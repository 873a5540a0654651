// SPDX-License-Identifier: Apache-2.0
// Copyright (c) 2025 Polyframe Inc.

//! Mesh validation utilities: edge sharing, boundaries and holes

use super::Mesh;
use ahash::AHashMap;
use serde::{Deserialize, Serialize};

/// Undirected edge between two vertex indices
#[derive(Debug, Clone, Copy, PartialEq, Eq, PartialOrd, Ord, Hash)]
pub struct Edge {
    pub v0: usize,
    pub v1: usize,
}

impl Edge {
    pub fn new(v0: usize, v1: usize) -> Self {
        // Always store edges with smaller index first for consistent hashing
        if v0 < v1 {
            Self { v0, v1 }
        } else {
            Self { v0: v1, v1: v0 }
        }
    }
}

/// Build edge count map for a mesh
pub fn build_edge_counts(mesh: &Mesh) -> AHashMap<Edge, u32> {
    let mut edge_counts: AHashMap<Edge, u32> = AHashMap::new();

    for triangle in &mesh.triangles {
        let [a, b, c] = triangle.indices;
        for edge in [Edge::new(a, b), Edge::new(b, c), Edge::new(c, a)] {
            *edge_counts.entry(edge).or_insert(0) += 1;
        }
    }

    edge_counts
}

/// Check if mesh is closed (each edge shared by exactly 2 triangles)
pub fn is_closed(mesh: &Mesh) -> bool {
    !mesh.triangles.is_empty() && build_edge_counts(mesh).values().all(|&count| count == 2)
}

/// Boundary edges (shared by exactly 1 triangle), sorted
pub fn find_boundary_edges(mesh: &Mesh) -> Vec<Edge> {
    let mut boundary: Vec<Edge> = build_edge_counts(mesh)
        .into_iter()
        .filter(|&(_, count)| count == 1)
        .map(|(edge, _)| edge)
        .collect();
    boundary.sort_unstable();
    boundary
}

/// Number of connected chains of boundary edges.
///
/// For a shell with simple openings this equals the number of holes.
pub fn count_boundary_loops(mesh: &Mesh) -> usize {
    let boundary = find_boundary_edges(mesh);
    if boundary.is_empty() {
        return 0;
    }

    let mut parent: Vec<usize> = (0..mesh.vertices.len()).collect();
    fn find(parent: &mut [usize], mut x: usize) -> usize {
        while parent[x] != x {
            parent[x] = parent[parent[x]];
            x = parent[x];
        }
        x
    }

    for edge in &boundary {
        let (ra, rb) = (find(&mut parent, edge.v0), find(&mut parent, edge.v1));
        if ra != rb {
            parent[ra.max(rb)] = ra.min(rb);
        }
    }

    let mut roots: Vec<usize> = boundary
        .iter()
        .map(|edge| find(&mut parent, edge.v0))
        .collect();
    roots.sort_unstable();
    roots.dedup();
    roots.len()
}

/// Outcome of comparing detected holes against the expected count
#[derive(Debug, Clone, Copy, PartialEq, Eq, Serialize, Deserialize)]
pub struct HoleCheck {
    pub found: usize,
    pub expected: usize,
}

impl HoleCheck {
    pub fn matches(&self) -> bool {
        self.found == self.expected
    }
}

/// Count boundary loops and compare with `expected`
pub fn verify_hole_count(mesh: &Mesh, expected: usize) -> HoleCheck {
    HoleCheck {
        found: count_boundary_loops(mesh),
        expected,
    }
}

/// Edge-level topology summary, shown by `backplate info`
#[derive(Debug, Clone, Serialize, Deserialize)]
pub struct MeshValidation {
    pub is_manifold: bool,
    pub is_closed: bool,
    pub edge_count: usize,
    pub boundary_edge_count: usize,
    pub boundary_loops: usize,
}

/// Count edge uses once and summarize manifoldness and openings
pub fn validate_mesh(mesh: &Mesh) -> MeshValidation {
    let edge_counts = build_edge_counts(mesh);

    let boundary_edges = edge_counts.values().filter(|&&count| count == 1).count();

    MeshValidation {
        is_manifold: edge_counts.values().all(|&count| count <= 2),
        is_closed: !edge_counts.is_empty() && edge_counts.values().all(|&count| count == 2),
        edge_count: edge_counts.len(),
        boundary_edge_count: boundary_edges,
        boundary_loops: count_boundary_loops(mesh),
    }
}

#[cfg(test)]
mod tests {
    use super::*;
    use crate::geometry::{Footprint, Primitive};

    #[test]
    fn test_slab_is_closed() {
        let mesh = Primitive::slab(10.0, 8.0, 3.0, 2.0).to_mesh();
        assert!(is_closed(&mesh));
        assert_eq!(count_boundary_loops(&mesh), 0);

        let validation = validate_mesh(&mesh);
        assert!(validation.is_manifold);
        assert!(validation.is_closed);
        assert_eq!(validation.boundary_edge_count, 0);
        // Euler on a closed triangulated surface: 3F = 2E
        assert_eq!(2 * validation.edge_count, 3 * mesh.triangle_count());
    }

    #[test]
    fn test_plate_has_one_boundary_loop() {
        let mesh = Primitive::plate(10.0, 10.0, 2.0).to_mesh();
        assert!(!is_closed(&mesh));
        assert_eq!(count_boundary_loops(&mesh), 1);
    }

    #[test]
    fn test_window_counts_as_hole() {
        let window = Footprint::new(4.0, 8.0, 4.0, 8.0);
        let mesh = Primitive::slab_with_window(12.0, 12.0, 3.0, 2.0, window).to_mesh();
        let validation = validate_mesh(&mesh);

        assert!(validation.is_manifold);
        assert!(!validation.is_closed);
        assert_eq!(validation.boundary_loops, 1);
        assert_eq!(validation.boundary_edge_count, 8);

        let check = verify_hole_count(&mesh, 1);
        assert!(check.matches());
        assert!(!verify_hole_count(&mesh, 7).matches());
    }
}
● ● ●
§ **Task item**
Give solely the number of lines in the data that contain the string "filter".

§ **Result for this exercise**
2